Evercore ISI cuts Campbell Soup target to $41, keeps in-line rating

Published 29/05/2025, 12:02
Evercore ISI cuts Campbell Soup target to $41, keeps in-line rating

On Thursday, Evercore ISI announced a reduction in the price target for Campbell Soup (NASDAQ:CPB) stock, adjusting it to $41 from the previous $46, while maintaining an In Line rating. The stock, currently trading at $33.79, has fallen significantly from its 52-week high of $52.80. The adjustment comes as a response to the company’s growth businesses, particularly its Snacks division, which is not performing as expected. According to InvestingPro data, the stock has declined over 25% in the past six months, though analysis suggests it may be undervalued at current levels.

The firm’s analysis indicates that Campbell’s Snacks segment, which accounts for 42% of sales and had a long-term organic growth target of 3-4%, is facing challenges. These include changes in consumer dietary habits, such as a trend towards lower carbohydrate intake, and increased competition from private label brands and new market entrants. Despite these challenges, InvestingPro data shows the company maintains strong fundamentals with total revenue of $10.12 billion and a healthy gross profit margin of 31.12%. For deeper insights into Campbell’s financial health and growth prospects, investors can access the comprehensive Pro Research Report, available exclusively on InvestingPro.

The Meals & Beverage segment, making up 58% of sales with a 1-2% growth target, has shown some stability due to strong condensed soup and broth trends. However, this has been tempered by slower growth in the Rao’s brand.

Evercore ISI has revised its forecasts for Campbell Soup’s future performance, lowering the fiscal year 2026 consolidated organic sales growth expectation to flat, a change from the previously anticipated 1% increase. The firm also adjusted its earnings per share (EPS) prediction to $2.95 from $3.05.

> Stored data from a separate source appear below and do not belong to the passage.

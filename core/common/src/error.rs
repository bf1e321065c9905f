//! Common error types for Fieldbook.

use thiserror::Error;

/// Top-level error type for Fieldbook operations.
#[derive(Debug, Error)]
pub enum Error {
    /// Local storage operation failed.
    #[error("Storage error: {0}")]
    Storage(String),

    /// Serialization or deserialization failed.
    #[error("Serialization error: {0}")]
    Serialization(String),

    /// I/O operation failed.
    #[error("I/O error: {0}")]
    Io(#[from] std::io::Error),

    /// The remote API could not be reached.
    #[error("Offline: {0}")]
    Offline(String),

    /// The remote API answered with an error status.
    #[error("Rejected by server ({status}): {message}")]
    Rejected { status: u16, message: String },

    /// Any other remote failure (malformed response, protocol error).
    #[error("Unexpected remote error: {0}")]
    Unexpected(String),

    /// Invalid input provided.
    #[error("Invalid input: {0}")]
    InvalidInput(String),

    /// Resource not found.
    #[error("Not found: {0}")]
    NotFound(String),

    /// The owning task was cancelled before the operation completed.
    #[error("Cancelled: {0}")]
    Cancelled(String),
}

impl Error {
    /// Whether this error came from talking to the remote API.
    pub fn is_network(&self) -> bool {
        matches!(
            self,
            Error::Offline(_) | Error::Rejected { .. } | Error::Unexpected(_)
        )
    }

    /// Whether the remote API was unreachable.
    pub fn is_offline(&self) -> bool {
        matches!(self, Error::Offline(_))
    }
}

impl From<serde_json::Error> for Error {
    fn from(err: serde_json::Error) -> Self {
        Error::Serialization(err.to_string())
    }
}

/// Result type alias using the common Error.
pub type Result<T> = std::result::Result<T, Error>;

The revised price target of $41 is based on a sum-of-parts analysis and corresponds to 14 times the calendar year 2026 price-to-earnings (P/E) ratio. This is a decrease from the previous valuation, which had the Snacks division trading at an enterprise value to earnings before interest, taxes, depreciation, and amortization (EV/EBITDA) multiple of 12 times, now lowered to 11 times. The Meals & Beverage segment’s valuation remains consistent with its center store peers at 10 times EV/EBITDA.

The firm also notes that potential tariffs could introduce additional headwinds, with a rough estimate suggesting a mid-single-digit impact to EPS. This factor, along with the necessity for increased growth investment due to the ongoing sales weakness in the Snacks division, has influenced the decision to lower the price target for Campbell Soup shares.

In other recent news, Campbell Soup Company (NYSE:CPB) has announced a regular quarterly dividend of $0.39 per share, payable on August 4, 2025, to shareholders on record by July 3, 2025. This move underscores the company’s commitment to returning value to investors. Meanwhile, Citi analyst Thomas Palmer revised the price target for Campbell Soup to $33, maintaining a Sell rating, with expectations of a slight earnings per share (EPS) beat for the fiscal third quarter of 2025 due to increased soup and broth consumption. Piper Sandler also adjusted its price target to $42 from $45, retaining an Overweight rating, while expressing concerns over potential EU tariffs impacting earnings.

TD Cowen held its Hold rating with a $36 target, citing anticipated tariff headwinds and a cautious outlook on revenue trajectory. UBS initiated coverage with a Sell rating and a $36 target, highlighting challenges in top-line growth and market share losses. Analysts from UBS anticipate that Campbell Soup may face outcomes below Wall Street forecasts due to these pressures. As Campbell Soup navigates these developments, investors will be closely monitoring the company’s upcoming earnings call for further insights.